Since we are having a problem with some of our filebeat servers actually delivering data over to logstash, I put together a really quick python script that connects to the logstash server and sends a log record. I can then run tcpdump on the logstash server and hopefully see what is going wrong.

import logging
import logstash
import sys

strHost = 'logstash.example.com'
iPort = 5048

test_logger = logging.getLogger('python-logstash-logger')
test_logger.setLevel(logging.INFO)
test_logger.addHandler(logstash.TCPLogstashHandler(host=strHost,port=iPort))

test_logger.info('May 22 23:34:13 ABCDOHEFG66SC03 sipd[3863cc60] CRITICAL One or more Dns Servers are currently unreachable!')
test_logger.warning('May 22 23:34:13 ABCDOHEFG66SC03 sipd[3863cc60] CRITICAL One or more Dns Servers are currently unreachable!')
test_logger.error('May 22 23:34:13 ABCDOHEFG66SC03 sipd[3863cc60] CRITICAL One or more Dns Servers are currently unreachable!')

ElasticSearch Analyzer

Analyzer Components

Character filters are the first component of an analyzer. They can remove unwanted characters – this could be html tags (“char_filter”: [“html_strip”]) or some custom replacement – or change character(s) into other character(s). Output from the character filter is passed to the tokenizer.
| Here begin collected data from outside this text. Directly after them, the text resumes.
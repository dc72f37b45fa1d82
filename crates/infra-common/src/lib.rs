//! # Infra-Common
//!
//! Shared plumbing for the Vonage client crates:
//!
//! - [`logging`]: `tracing-subscriber` setup used by binaries and tests
//! - [`errors`]: the provider HTTP error type

pub mod errors;
pub mod logging;

pub use errors::{ApiError, Error, Result};
pub use logging::{LoggingConfig, setup_logging};
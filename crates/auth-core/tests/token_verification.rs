//! Tokens minted from either key container verify against the public key

use std::collections::HashSet;
use std::time::Duration;

use jsonwebtoken::{Algorithm, Validation, decode};
use proptest::prelude::*;
use serde_json::{Value, json};
use vonage_auth_core::{APPLICATION_ID_CLAIM, AuthError, Claims, TokenMinter, parse_private_key};

const PKCS1: &str = include_str!("fixtures/rsa_pkcs1.pem");
const PKCS8: &str = include_str!("fixtures/rsa_pkcs8.pem");
const APP_ID: &str = "4a4b4c4d-1111-2222-3333-444455556666";

fn verify(minter_pem: &str, verifier_pem: &str) -> serde_json::Map<String, Value> {
    let key = parse_private_key(minter_pem).unwrap();
    let minter = TokenMinter::new(APP_ID, Some(key));
    let token = minter.mint_api_token().unwrap();

    let verifier = parse_private_key(verifier_pem).unwrap();
    let decoded = decode::<serde_json::Map<String, Value>>(
        token.as_str(),
        &verifier.decoding_key().unwrap(),
        &Validation::new(Algorithm::RS256),
    )
    .unwrap();

    assert_eq!(decoded.header.alg, Algorithm::RS256);
    decoded.claims
}

#[test]
fn test_pkcs1_key_produces_verifiable_token() {
    let claims = verify(PKCS1, PKCS1);
    assert_eq!(claims[APPLICATION_ID_CLAIM], json!(APP_ID));
}

#[test]
fn test_pkcs8_key_produces_verifiable_token() {
    // Same key in the other container verifies too
    let claims = verify(PKCS8, PKCS1);
    assert!(claims.contains_key("jti"));
    assert!(claims.contains_key("iat"));
}

#[test]
fn test_tampered_token_is_rejected() {
    let key = parse_private_key(PKCS1).unwrap();
    let minter = TokenMinter::new(APP_ID, Some(key.clone()));
    let token = minter.mint_api_token().unwrap().into_string();

    let mut parts: Vec<&str> = token.split('.').collect();
    let forged_payload = base64_url(r#"{"application_id":"someone-else","exp":4102444800}"#);
    parts[1] = &forged_payload;
    let forged = parts.join(".");

    let result = decode::<Value>(&forged, &key.decoding_key().unwrap(), &Validation::new(Algorithm::RS256));
    assert!(result.is_err());
}

#[test]
fn test_markers_unique_across_many_mints() {
    let minter = TokenMinter::new(APP_ID, Some(parse_private_key(PKCS1).unwrap()));
    let mut seen = HashSet::new();
    for _ in 0..50 {
        let token = minter.mint(Duration::from_secs(30), Claims::new()).unwrap();
        assert!(seen.insert(token.jti.clone()), "duplicate jti {}", token.jti);
    }
}

#[test]
fn test_minter_without_key() {
    let minter = TokenMinter::new(APP_ID, None);
    assert!(matches!(minter.mint_api_token(), Err(AuthError::SigningKeyMissing)));
}

fn base64_url(text: &str) -> String {
    use base64::Engine;
    base64::engine::general_purpose::URL_SAFE_NO_PAD.encode(text)
}

proptest! {
    #![proptest_config(ProptestConfig::with_cases(16))]

    #[test]
    fn prop_expiry_is_issued_at_plus_ttl(ttl_secs in 1u64..=86_400, tag in "[a-z]{0,12}") {
        let minter = TokenMinter::new(APP_ID, Some(parse_private_key(PKCS1).unwrap()));
        let mut extra = Claims::new();
        extra.insert("tag".to_string(), json!(tag));

        let token = minter.mint(Duration::from_secs(ttl_secs), extra).unwrap();

        let iat = token.claims["iat"].as_i64().unwrap();
        let exp = token.claims["exp"].as_i64().unwrap();
        prop_assert_eq!(exp - iat, ttl_secs as i64);
        prop_assert_eq!(token.expires_at.timestamp(), exp);
        prop_assert!(token.expires_at > token.issued_at);
        prop_assert_eq!(&token.claims["tag"], &json!(tag));
    }
}
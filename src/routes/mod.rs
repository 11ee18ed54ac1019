//! Router assembly: HTTP endpoints, CORS, and HTTP tracing.

use std::sync::Arc;

use axum::{
    routing::{get, post},
    Router,
};
use tower_http::{
    cors::{Any, CorsLayer},
    trace::{DefaultMakeSpan, DefaultOnRequest, DefaultOnResponse, TraceLayer},
};
use tracing::Level;

use crate::state::AppState;

pub mod http;

/// Build the application router with:
/// - REST-ish API under `/api/v1/...`
/// - CORS (allow any origin/method/headers)
/// - HTTP trace layer (per-request spans w/ method, path, status, latency)
pub fn build_router(state: Arc<AppState>) -> Router {
    Router::new()
        .route("/api/v1/health", get(http::http_health))
        .route("/api/v1/cards", post(http::http_post_cards))
        .route("/api/v1/quiz", post(http::http_post_quiz))
        .route("/api/v1/quiz/:id", get(http::http_get_quiz))
        .route("/api/v1/quiz/:id/reveal", post(http::http_post_reveal))
        .route("/api/v1/quiz/:id/mark", post(http::http_post_mark))
        .route("/api/v1/quiz/:id/next", post(http::http_post_next))
        // State + CORS + HTTP tracing
        .with_state(state)
        .layer(
            CorsLayer::new()
                .allow_origin(Any)
                .allow_methods(Any)
                .allow_headers(Any),
        )
        .layer(
            TraceLayer::new_for_http()
                .make_span_with(DefaultMakeSpan::new().level(Level::INFO))
                .on_request(DefaultOnRequest::new().level(Level::INFO))
                .on_response(DefaultOnResponse::new().level(Level::INFO)),
        )
}
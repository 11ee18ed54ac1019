//! Card schema shared by the model path and the deterministic path.
//!
//! Untyped candidates (JSON objects from a model reply) are decoded first and then
//! mapped into `Card` here. Enum fields default when missing or unknown; the
//! question and answer are required and never invented.

use once_cell::sync::Lazy;
use regex::Regex;
use serde_json::{Map, Value};

use crate::domain::{Card, CardType, Difficulty};
use crate::error::Rejection;

/// Canonical blank marker in cloze questions.
pub const BLANK: &str = "_____";

/// Longest definition "question" still accepted as a term rather than a sentence.
pub const MAX_TERM_WORDS: usize = 12;

const TYPE_KEYS: &[&str] = &["type", "card_type", "kind"];
const DIFFICULTY_KEYS: &[&str] = &["difficulty", "level"];
const QUESTION_KEYS: &[&str] = &["question", "front", "q", "prompt"];
const ANSWER_KEYS: &[&str] = &["answer", "back", "a", "response"];

static BLANK_RE: Lazy<Regex> = Lazy::new(|| Regex::new(r"_{3,}").unwrap());

// Anki-style deletion, `{{c1::text}}` or `{{c1::text::hint}}`.
static CLOZE_TAG_RE: Lazy<Regex> =
  Lazy::new(|| Regex::new(r"\{\{c\d+::(?:[^}]*?)(?:::[^}]*)?\}\}").unwrap());

/// Validate one raw candidate into a `Card`.
pub fn validate_candidate(map: &Map<String, Value>) -> Result<Card, Rejection> {
  let card_type = text_field(map, TYPE_KEYS)
    .and_then(|s| CardType::parse_loose(&s))
    .unwrap_or_default();
  let difficulty = text_field(map, DIFFICULTY_KEYS)
    .and_then(|s| Difficulty::parse_loose(&s))
    .unwrap_or_default();
  let question = text_field(map, QUESTION_KEYS).ok_or(Rejection::MissingQuestion)?;
  let answer = text_field(map, ANSWER_KEYS).ok_or(Rejection::MissingAnswer)?;
  build_card(card_type, difficulty, &question, &answer)
}

/// Same as `validate_candidate` for an arbitrary JSON value.
pub fn validate_value(value: &Value) -> Result<Card, Rejection> {
  match value {
    Value::Object(map) => validate_candidate(map),
    _ => Err(Rejection::NotAnObject),
  }
}

/// Apply the per-type rules to already-typed fields.
pub fn build_card(
  card_type: CardType,
  difficulty: Difficulty,
  question: &str,
  answer: &str,
) -> Result<Card, Rejection> {
  let question = question.trim();
  if question.is_empty() {
    return Err(Rejection::MissingQuestion);
  }
  let answer = answer.trim();
  if answer.is_empty() {
    return Err(Rejection::MissingAnswer);
  }

  let question = match card_type {
    CardType::Qa => question.to_string(),
    CardType::Cloze => normalize_cloze(question)?,
    CardType::Definition => normalize_term(question)?,
  };

  Ok(Card::from_validated(card_type, difficulty, question, answer.to_string()))
}

/// Number of blank markers (runs of three or more underscores) in `s`.
pub fn count_blanks(s: &str) -> usize {
  BLANK_RE.find_iter(s).count()
}

fn normalize_cloze(question: &str) -> Result<String, Rejection> {
  let mut q = question.to_string();
  if count_blanks(&q) == 0 && CLOZE_TAG_RE.find_iter(&q).count() == 1 {
    q = CLOZE_TAG_RE.replace(&q, BLANK).into_owned();
  }
  let blanks = count_blanks(&q);
  if blanks != 1 {
    return Err(Rejection::ClozeBlanks(blanks));
  }
  Ok(BLANK_RE.replace(&q, BLANK).into_owned())
}

fn normalize_term(question: &str) -> Result<String, Rejection> {
  let term = question.trim_end_matches(['.', ':', ';']).trim_end();
  if term.is_empty() {
    return Err(Rejection::MissingQuestion);
  }
  let words = term.split_whitespace().count();
  if words > MAX_TERM_WORDS {
    return Err(Rejection::DefinitionNotTerm(words));
  }
  Ok(term.to_string())
}

/// First matching key (case-insensitive) holding a scalar, rendered as text.
fn text_field(map: &Map<String, Value>, keys: &[&str]) -> Option<String> {
  for key in keys {
    let found = map.iter().find(|(k, _)| k.eq_ignore_ascii_case(key)).map(|(_, v)| v);
    match found {
      Some(Value::String(s)) => return Some(s.clone()),
      Some(Value::Number(n)) => return Some(n.to_string()),
      Some(Value::Bool(b)) => return Some(b.to_string()),
      _ => continue,
    }
  }
  None
}

#[cfg(test)]
mod tests {
  use super::*;
  use serde_json::json;

  fn obj(v: Value) -> Map<String, Value> {
    v.as_object().cloned().unwrap()
  }

  #[test]
  fn accepts_well_formed_candidate() {
    let card = validate_candidate(&obj(json!({
      "type": "QA", "difficulty": "Easy", "question": " Q1 ", "answer": "A1"
    })))
    .unwrap();
    assert_eq!(card.card_type(), CardType::Qa);
    assert_eq!(card.difficulty(), Difficulty::Easy);
    assert_eq!(card.question(), "Q1");
    assert_eq!(card.answer(), "A1");
  }

  #[test]
  fn defaults_unknown_enums() {
    let card = validate_candidate(&obj(json!({
      "type": "essay", "question": "Q", "answer": "A"
    })))
    .unwrap();
    assert_eq!(card.card_type(), CardType::Qa);
    assert_eq!(card.difficulty(), Difficulty::Medium);
  }

  #[test]
  fn rejects_empty_question_or_answer() {
    assert_eq!(
      validate_candidate(&obj(json!({"question": "   ", "answer": "A"}))),
      Err(Rejection::MissingQuestion)
    );
    assert_eq!(
      validate_candidate(&obj(json!({"question": "Q"}))),
      Err(Rejection::MissingAnswer)
    );
    assert_eq!(
      validate_candidate(&obj(json!({"question": "Q", "answer": null}))),
      Err(Rejection::MissingAnswer)
    );
  }

  #[test]
  fn accepts_aliases_and_numeric_answers() {
    let card = validate_candidate(&obj(json!({
      "Front": "Year the Berlin Wall fell?", "back": 1989
    })))
    .unwrap();
    assert_eq!(card.question(), "Year the Berlin Wall fell?");
    assert_eq!(card.answer(), "1989");
  }

  #[test]
  fn cloze_needs_exactly_one_blank() {
    let ok = build_card(CardType::Cloze, Difficulty::Hard, "Water boils at ___ degrees.", "100").unwrap();
    assert_eq!(ok.question(), "Water boils at _____ degrees.");
    assert_eq!(
      build_card(CardType::Cloze, Difficulty::Hard, "Water boils at 100 degrees.", "100"),
      Err(Rejection::ClozeBlanks(0))
    );
    assert_eq!(
      build_card(CardType::Cloze, Difficulty::Hard, "____ boils at ____ degrees.", "x"),
      Err(Rejection::ClozeBlanks(2))
    );
  }

  #[test]
  fn cloze_accepts_a_single_anki_deletion() {
    let card = build_card(
      CardType::Cloze,
      Difficulty::Medium,
      "The capital of France is {{c1::Paris::city}}.",
      "Paris",
    )
    .unwrap();
    assert_eq!(card.question(), "The capital of France is _____.");
  }

  #[test]
  fn definition_question_is_a_term() {
    let card = build_card(CardType::Definition, Difficulty::Medium, "Osmosis.", "Diffusion of water").unwrap();
    assert_eq!(card.question(), "Osmosis");
    let sentence = "Osmosis is the movement of water across a membrane from low to high solute concentration.";
    assert!(matches!(
      build_card(CardType::Definition, Difficulty::Medium, sentence, "x"),
      Err(Rejection::DefinitionNotTerm(_))
    ));
  }

  #[test]
  fn non_objects_are_rejected() {
    assert_eq!(validate_value(&json!("just text")), Err(Rejection::NotAnObject));
  }
}
//! Flashcard Tutor backend
//!
//! - Axum HTTP API for card generation and quiz sessions
//! - Optional OpenAI integration (via environment variables)
//!
//! Important env variables:
//!   PORT                : u16 (default 3000)
//!   OPENAI_API_KEY      : enables OpenAI integration if present
//!   OPENAI_BASE_URL     : default "https://api.openai.com/v1"
//!   OPENAI_MODEL        : default "gpt-4o-mini"
//!   OPENAI_TIMEOUT_SECS : default 20
//!   TUTOR_CONFIG_PATH   : path to TOML config (prompts + limits)
//!   LOG_LEVEL           : tracing filter, e.g. "debug" or full directives
//!   LOG_FORMAT          : "pretty" (default) or "json"

use std::{net::SocketAddr, sync::Arc};
use tokio::net::TcpListener;
use tracing::info;

use flashcard_tutor::routes::build_router;
use flashcard_tutor::state::AppState;
use flashcard_tutor::telemetry;

#[tokio::main]
async fn main() -> Result<(), Box<dyn std::error::Error>> {
  telemetry::init_tracing();

  // Shared state: config, generator (with optional OpenAI client), quiz sessions.
  let state = Arc::new(AppState::new());

  let app = build_router(state);

  let addr: SocketAddr = std::env::var("PORT")
    .ok()
    .and_then(|p| p.parse::<u16>().ok())
    .map(|port| SocketAddr::from(([0, 0, 0, 0], port)))
    .unwrap_or_else(|| SocketAddr::from(([0, 0, 0, 0], 3000)));

  let listener = TcpListener::bind(addr).await?;
  info!(target: "flashcard_tutor", %addr, "HTTP server listening");
  axum::serve(listener, app)
    .with_graceful_shutdown(shutdown_signal())
    .await?;
  Ok(())
}

async fn shutdown_signal() {
  if let Err(e) = tokio::signal::ctrl_c().await {
    tracing::error!(target: "flashcard_tutor", error = %e, "Failed to listen for shutdown signal");
    std::future::pending::<()>().await;
  }
  info!(target: "flashcard_tutor", "Shutting down");
}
The tokenizer breaks the string out into individual components (tokens). A commonly used tokenizer is the whitespace tokenizer which uses whitespace characters as the token delimiter. For CSV data, you could build a custom pattern tokenizer with “,” as the delimiter.

Then token filters removes anything deemed unnecessary. The standard token filter applies a lower-case function too – so NOW, Now, and now all produce the same token.

Testing an analyzer

You can one-off analyze a string using any of the

curl -u “admin:admin” -k -X GET https://localhost:9200/_analyze –header ‘Content-Type: application/json’ –data ‘

“analyzer”:”standard”,

“text”: “THE QUICK BROWN FOX JUMPED OVER THE LAZY DOG’\”S BACK 1234567890″

}’

Specifying different analyzers produces different tokens

It’s even possible to define a custom analyzer in an index – you’ll see this in the index configuration. Adding character mappings to a custom filter – the example used in Elastic’s documentation maps Arabic numbers to their European counterparts – might be a useful tool in our implementation. One of the examples is turning ASCII emoticons into emotional descriptors (_happy_, _sad_, _crying_, _raspberry_, etc) that would be useful in analyzing customer communications. In log processing, we might want to map phrases into commonly used abbreviations (not a real-world example, but if programmatic input spelled out “self-contained breathing apparatus”, I expect most people would still search for SCBA if they wanted to see how frequently SCBA tanks were used for call-outs). It will be interesting to see how frequently programmatic input doesn’t line up with user expectations to see if character mappings will be beneficial.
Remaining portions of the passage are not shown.